We have thus far questioned the veracity and generality of the phenotypic patterns used to support genetic causes. However, even if IQ does not explain achievement gaps, some argue that it measures intelligence, which is important for many other reasons. Hence, we will now examine the scientific support for genetic differences in IQ between the races. These data almost completely relate to the white-black gap. We address three basic questions. How large are the differences in IQ? How large are the known environmental effects? Is there evidence that the differences have a genetic basis?
We know that in principle genes, environment, or a combination of both can cause differences in group means. Genetic effects are difficult to estimate, but it is relatively straightforward to quantify environmental effects. If we repeatedly find that environmental differences produce mean differences comparable to those between the races, this weakens the case for genetic differences in IQ.
The current difference in IQ between white and black Americans is about 10 points (Dickens and Flynn 2006). As noted, the German difference, created in a short time, between east and west was 6 points. Adoption studies show that favorable environments can raise IQ 12-19.5 points (Locurto 1990; Duyme et al 1999; van IJzendoorn et al 2005). Education has also been shown to strongly affect IQ. A child who enters school one year early will eventually have a 5-point IQ advantage (Cahan and Cohen 1989). Programs designed to scholastically help children from poor backgrounds have been shown to raise IQ by 5-10 points when the program is continued at least into elementary school (Garber 1988; Campbell et al 2002; reviewed in Nisbett 2011). Breastfeeding has also been shown to increase IQ. Studies are inconsistent (see Der et al 2006), but most show a significant (3-7 point) increase in IQ for breastfed babies (Anderson et al 1999; Caspi et al 2007; Kramer 2008). Finally, social stigma, the so-called Stereotype Threat, has been shown to affect IQ (Steele and Aronson 1995; Good et al 2008). Groups told that they are bad at particular tasks do poorly on IQ tests based on those tasks (estimated at 3 points lower), because of the anxiety caused by this belief (reviewed in Aronson and McGlone 2009).

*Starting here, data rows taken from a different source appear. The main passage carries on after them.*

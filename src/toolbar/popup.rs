use crate::geometry::Shape;
use crate::ui::{
    Alignment, ColorRect, ElementId, ElementTree, Label, MouseEvent, MouseEventKind, Style, TextMetrics, Widget,
};
use glam::Vec2;
use winit::event::MouseButton;

const PADDING_PX: f32 = 8.0;

/// Drop-down list hanging below its anchor. Hidden popups are invisible elements, so they receive no
/// callbacks.
pub struct Popup {
    shown: bool,
    anchor: Vec2,
    options: Vec<ElementId>,
    option_widths_px: Vec<f32>,
    metrics: TextMetrics,
}

impl Popup {
    pub fn spawn(tree: &mut ElementTree, parent: ElementId, metrics: TextMetrics) -> ElementId {
        let id = tree.spawn(parent, "popup", Shape::ZERO);
        tree.spawn_widget(id, "popup_background", Shape::IDENTITY, ColorRect::new(Style::BACKGROUND_WEAK));
        tree.set_widget(
            id,
            Popup { shown: false, anchor: Vec2::ZERO, options: Vec::new(), option_widths_px: Vec::new(), metrics },
        );
        tree.set_visible(id, false);
        id
    }

    /// Appends a selectable row. Returns `None` when `popup` is not a popup.
    pub fn add_option(
        tree: &mut ElementTree,
        popup: ElementId,
        label: &str,
        on_select: impl FnMut(&mut ElementTree) + 'static,
    ) -> Option<ElementId> {
        let metrics = tree.widget::<Popup>(popup)?.metrics;
        let id = tree.spawn(popup, "option", Shape::IDENTITY);
        let text = tree.spawn_widget(
            id,
            "option_text",
            Shape::new(0.0, 0.0, 0.0, 1.0),
            Label::new(label)
                .with_color(Style::FOREGROUND_STRONG)
                .with_alignment(Alignment::Min, Alignment::Middle)
                .with_metrics(metrics),
        );
        tree.set_widget(id, PopupOption { label: label.to_string(), text, on_select: Box::new(on_select) });

        let popup_widget = tree.widget_mut::<Popup>(popup)?;
        popup_widget.options.push(id);
        popup_widget.option_widths_px.push(metrics.measure(label, 1.0).x);
        let rows = popup_widget.options.clone();
        let count = rows.len() as f32;
        for (index, row) in rows.into_iter().enumerate() {
            let index = index as f32;
            tree.set_local_shape(row, Shape::new(0.0, 1.0 - (index + 1.0) / count, 1.0, 1.0 - index / count));
        }
        Some(id)
    }

    pub fn is_shown(&self) -> bool {
        self.shown
    }

    pub fn anchor(&self) -> Vec2 {
        self.anchor
    }

    pub fn options(&self) -> &[ElementId] {
        &self.options
    }

    /// Reveals the popup with its top-left corner at `anchor`.
    pub fn show(&mut self, tree: &mut ElementTree, id: ElementId, anchor: Vec2) {
        self.shown = true;
        self.anchor = anchor;
        tree.set_visible(id, true);
        // Placed immediately so hover tests before the next layout pass see the real box.
        tree.set_last_global_shape(id, self.placement(anchor, tree.screen_size()));
        tracing::debug!(popup = ?id, options = self.options.len(), "popup shown");
    }

    pub fn hide(&mut self, tree: &mut ElementTree, id: ElementId) {
        if self.shown {
            tracing::debug!(popup = ?id, "popup hidden");
        }
        self.shown = false;
        tree.set_visible(id, false);
    }

    /// Whether `pointer` (in `[-1, 1]` space) is over the shown popup.
    pub fn hovered(&self, tree: &ElementTree, id: ElementId, pointer: Vec2) -> bool {
        self.shown && tree.last_global_shape(id).is_some_and(|shape| shape.contains_inclusive(pointer))
    }

    fn placement(&self, anchor: Vec2, screen_size: Vec2) -> Shape {
        if screen_size.x <= 0.0 || screen_size.y <= 0.0 {
            return Shape::from_min_max(anchor, anchor);
        }
        let widest = self.option_widths_px.iter().copied().fold(0.0f32, f32::max);
        let rows = self.options.len().max(1) as f32;
        let size_px = Vec2::new(widest + PADDING_PX * 2.0, rows * self.metrics.line_height_px);
        let size = size_px / screen_size * 2.0;
        Shape::new(anchor.x, anchor.y - size.y, anchor.x + size.x, anchor.y)
    }
}

impl Widget for Popup {
    fn arrange(&self, _mapped: Shape, screen_size: Vec2) -> Option<Shape> {
        Some(self.placement(self.anchor, screen_size))
    }

    fn describe(&self) -> Option<String> {
        Some(format!("{} options", self.options.len()))
    }
}

/// One selectable row of a [`Popup`]. A left press runs its callback.
pub struct PopupOption {
    label: String,
    text: ElementId,
    on_select: Box<dyn FnMut(&mut ElementTree)>,
}

impl PopupOption {
    pub fn label(&self) -> &str {
        &self.label
    }

    pub fn text_element(&self) -> ElementId {
        self.text
    }

    pub fn select(&mut self, tree: &mut ElementTree) {
        tracing::debug!(option = %self.label, "popup option selected");
        (self.on_select)(tree);
    }
}

impl Widget for PopupOption {
    fn handle_mouse_event(&mut self, tree: &mut ElementTree, _id: ElementId, event: &MouseEvent) {
        match event.kind {
            MouseEventKind::Pressed(MouseButton::Left) => self.select(tree),
            MouseEventKind::Entered => self.set_text_color(tree, Style::TINT),
            MouseEventKind::Exited => self.set_text_color(tree, Style::FOREGROUND_STRONG),
            _ => {}
        }
    }

    fn describe(&self) -> Option<String> {
        Some(format!("{:?}", self.label))
    }
}

impl PopupOption {
    fn set_text_color(&self, tree: &mut ElementTree, color: egui::Color32) {
        if let Some(label) = tree.widget_mut::<Label>(self.text) {
            label.color = color;
        }
    }
}

#[cfg(test)]
mod tests {
    use super::*;
    use std::cell::Cell;
    use std::rc::Rc;

    #[test]
    fn shown_popup_hangs_below_anchor() {
        let mut tree = ElementTree::new(Vec2::new(100.0, 100.0));
        let root = tree.root();
        let popup = Popup::spawn(&mut tree, root, TextMetrics { glyph_advance_px: 8.0, line_height_px: 10.0 });
        Popup::add_option(&mut tree, popup, "open", |_| {});
        Popup::add_option(&mut tree, popup, "save", |_| {});
        assert!(!tree.is_visible(popup));

        tree.with_widget::<Popup, _>(popup, |widget, tree| widget.show(tree, popup, Vec2::new(-0.5, 0.5)));
        assert!(tree.is_visible(popup));
        let shape = tree.last_global_shape(popup).expect("popup shape");
        assert!((shape.max.y - 0.5).abs() < 1e-6);
        assert!((shape.min.y - 0.1).abs() < 1e-6);
        assert!((shape.size().x - 0.96).abs() < 1e-6);

        let widget = tree.widget::<Popup>(popup).expect("popup");
        assert!(widget.hovered(&tree, popup, Vec2::new(-0.4, 0.3)));
        assert!(!widget.hovered(&tree, popup, Vec2::new(-0.4, 0.6)));
    }

    #[test]
    fn left_press_on_option_runs_callback() {
        let mut tree = ElementTree::new(Vec2::new(100.0, 100.0));
        let root = tree.root();
        let popup = Popup::spawn(&mut tree, root, TextMetrics::default());
        let hits = Rc::new(Cell::new(0));
        let counter = Rc::clone(&hits);
        Popup::add_option(&mut tree, popup, "reset", move |_| counter.set(counter.get() + 1));
        tree.with_widget::<Popup, _>(popup, |widget, tree| widget.show(tree, popup, Vec2::new(-1.0, 1.0)));
        tree.layout();

        let option = tree.widget::<Popup>(popup).expect("popup").options()[0];
        let center = tree.last_global_shape(option).expect("option").center();
        tree.route_mouse_event(MouseEventKind::Pressed(MouseButton::Right), center);
        tree.route_mouse_event(MouseEventKind::Pressed(MouseButton::Left), center);
        assert_eq!(hits.get(), 1);
    }
}
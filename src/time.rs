use std::time::{Duration, Instant};

/// Frame delta source. `tick` measures wall time, `advance` injects a fixed step.
pub struct FrameClock {
    start: Instant,
    last: Instant,
    pub delta: Duration,
    injected: Duration,
}

impl FrameClock {
    pub fn new() -> Self {
        let now = Instant::now();
        Self { start: now, last: now, delta: Duration::ZERO, injected: Duration::ZERO }
    }

    pub fn tick(&mut self) {
        let now = Instant::now();
        self.delta = now - self.last;
        self.last = now;
    }

    pub fn advance(&mut self, delta: Duration) {
        self.delta = delta;
        self.injected += delta;
    }

    pub fn delta_seconds(&self) -> f32 {
        self.delta.as_secs_f32()
    }

    pub fn elapsed_seconds(&self) -> f32 {
        (self.last.duration_since(self.start) + self.injected).as_secs_f32()
    }
}

impl Default for FrameClock {
    fn default() -> Self {
        Self::new()
    }
}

These data suggest that the racial differences for IQ are well within the levels known to be caused by environmental effects. This is particularly relevant given that every one of the factors reviewed above is predicted to decrease minority IQ scores (Black, Hispanic, and Native American) relative to those of whites, or economically privileged Asians. Racial IQ gaps thus do not call out for a genetic explanation. This does not mean that there could not be genetic effects; but it suggests that if they do exist, they are likely to be small and could go in any direction.

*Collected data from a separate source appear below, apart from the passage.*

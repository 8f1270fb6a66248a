//! Retained element tree the editor widgets live in.
//!
//! Every element is an entity in a `bevy_ecs` [`World`]. Its name, local shape, last global shape,
//! size constraints, layout hint and visibility are components, and the hierarchy is kept in
//! [`Parent`]/[`Children`]. Widgets are not `Send`, so they live in a non-send resource keyed by
//! entity. Dispatch always runs in tree order (pre-order from the root). While a widget runs it is
//! taken out of that resource, so it may freely mutate the rest of the tree through the
//! `&mut ElementTree` it is handed.

mod style;
mod widgets;

pub use style::Style;
pub use widgets::{ColorRect, Label, Spacer, TextMetrics};

use crate::geometry::Shape;
use bevy_ecs::prelude::{Component, Entity, Mut, World};
use glam::Vec2;
use smallvec::SmallVec;
use std::any::Any;
use std::borrow::Cow;
use std::collections::HashMap;
use std::fmt::Write as _;
use winit::event::MouseButton;

/// Handle to an element. Entity generations keep stale handles from aliasing new elements.
#[derive(Debug, Clone, Copy, PartialEq, Eq, Hash)]
pub struct ElementId(Entity);

#[derive(Debug, Clone, Copy, PartialEq, Eq, Default)]
pub enum Alignment {
    Min,
    #[default]
    Middle,
    Max,
}

#[derive(Debug, Clone, Copy, PartialEq, Eq)]
pub struct SizeConstraints {
    pub grow_x: Alignment,
    pub grow_y: Alignment,
    pub min_size_x: i32,
    pub min_size_y: i32,
    pub max_size_x: i32,
    pub max_size_y: i32,
}

impl SizeConstraints {
    pub const fn new(grow_x: Alignment, grow_y: Alignment, min_size_x: i32, min_size_y: i32) -> Self {
        Self { grow_x, grow_y, min_size_x, min_size_y, max_size_x: i32::MAX, max_size_y: i32::MAX }
    }

    pub const fn fixed(width: i32, height: i32) -> Self {
        Self {
            grow_x: Alignment::Middle,
            grow_y: Alignment::Middle,
            min_size_x: width,
            min_size_y: height,
            max_size_x: width,
            max_size_y: height,
        }
    }
}

impl Default for SizeConstraints {
    fn default() -> Self {
        Self::new(Alignment::Middle, Alignment::Middle, 0, 0)
    }
}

Historically there was some literature exploring the race IQ question by asking whether the percentage of black ancestry is predictive of lower IQ. These studies did not show this, but we will not review them here because subsequent work has largely disproven the assumptions behind such work. We only mention them because the reader may have seen this work covered prominently elsewhere (reviewed in Nisbett 2011).
These studies ranked individuals by superficial traits thought to reflect ancestry. Lighter skin black persons were ranked as having more white ancestry, for example. Modern genomic data refute this. The best example perhaps is a study from Brazil in which comparisons were made between the physical appearance of mixed-race people (light with European features versus darker with more African features) and their underlying ancestry (Parra et al 2003). There was no correlation. Light skin individuals often have higher degrees of African ancestry than dark individuals. Given that the few traits that define race are a minuscule sample of all the traits making up a person, it is not surprising that looks, or other largely cosmetic traits, do not predict ancestry.
To experimentally test whether genes contribute to a difference between group means, geneticists conduct either a common garden or a cross-fostering experiment (Falconer and Mackay 1996). If population mean differences persist after controlling for environmental differences, we can infer relevant genetic differences. Strictly speaking, such experiments are impossible in humans. The best we can hope for is a naturally occurring circumstance that approximates one of these approaches (a so-called natural experiment). Studies of adopted children from different backgrounds reared in similar circumstances are natural experiments.
Unfortunately, no real-world situation approaches a controlled scientific experiment. Natural experiments always involve uncontrolled for, or poorly controlled for, variables that make inferences difficult. In other words, a natural experiment is usually equivalent to a poorly designed scientific study. Bad experiments forget to control for key factors or fail to actually control for them. Experimental scientists are quite familiar with how even small errors in experimental design, or implementation, can lead to false conclusions. Hence, natural experiments are typically met with skepticism. Nevertheless, beggars cannot be choosers; and if natural experiments are all we have, they must be evaluated carefully.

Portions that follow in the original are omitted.